* Exercise details *
Each line below that contains "infrastructure" should be counted; give the total alone.

-- Opening Marker --

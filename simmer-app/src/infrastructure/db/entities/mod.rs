pub mod category;
pub mod ingredient;
pub mod instruction;
pub mod rating;
pub mod recipe;
pub mod user;

pub use category::Entity as Category;
pub use ingredient::Entity as Ingredient;
pub use instruction::Entity as Instruction;
pub use rating::Entity as Rating;
pub use recipe::Entity as Recipe;
pub use user::Entity as User;
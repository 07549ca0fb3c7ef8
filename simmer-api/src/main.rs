mod routes;

use simmer_app::infrastructure::db::{create_connection, run_migrations};
use simmer_app::AppContext;
use tower_http::compression::CompressionLayer;

#[tokio::main]
async fn main() {
    dotenvy::dotenv().ok();

    tracing_subscriber::fmt()
        .with_env_filter(
            tracing_subscriber::EnvFilter::try_from_default_env()
                .unwrap_or_else(|_| "info".into()),
        )
        .init();

    let database_url = std::env::var("DATABASE_URL").expect("DATABASE_URL must be set");
    let db = create_connection(&database_url)
        .await
        .expect("Failed to connect to database");
    run_migrations(&db).await.expect("Failed to run migrations");

    let ctx = AppContext::new(db);
    let app = routes::router(ctx).layer(CompressionLayer::new());

    let addr = std::env::var("BIND_ADDR").unwrap_or_else(|_| "127.0.0.1:3000".to_string());
    tracing::info!("Listening on http://{}", addr);

    let listener = tokio::net::TcpListener::bind(&addr)
        .await
        .expect("Failed to bind address");

    axum::serve(listener, app.into_make_service())
        .await
        .expect("Server error");
}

-- Closing Marker --

* Expected answer *
2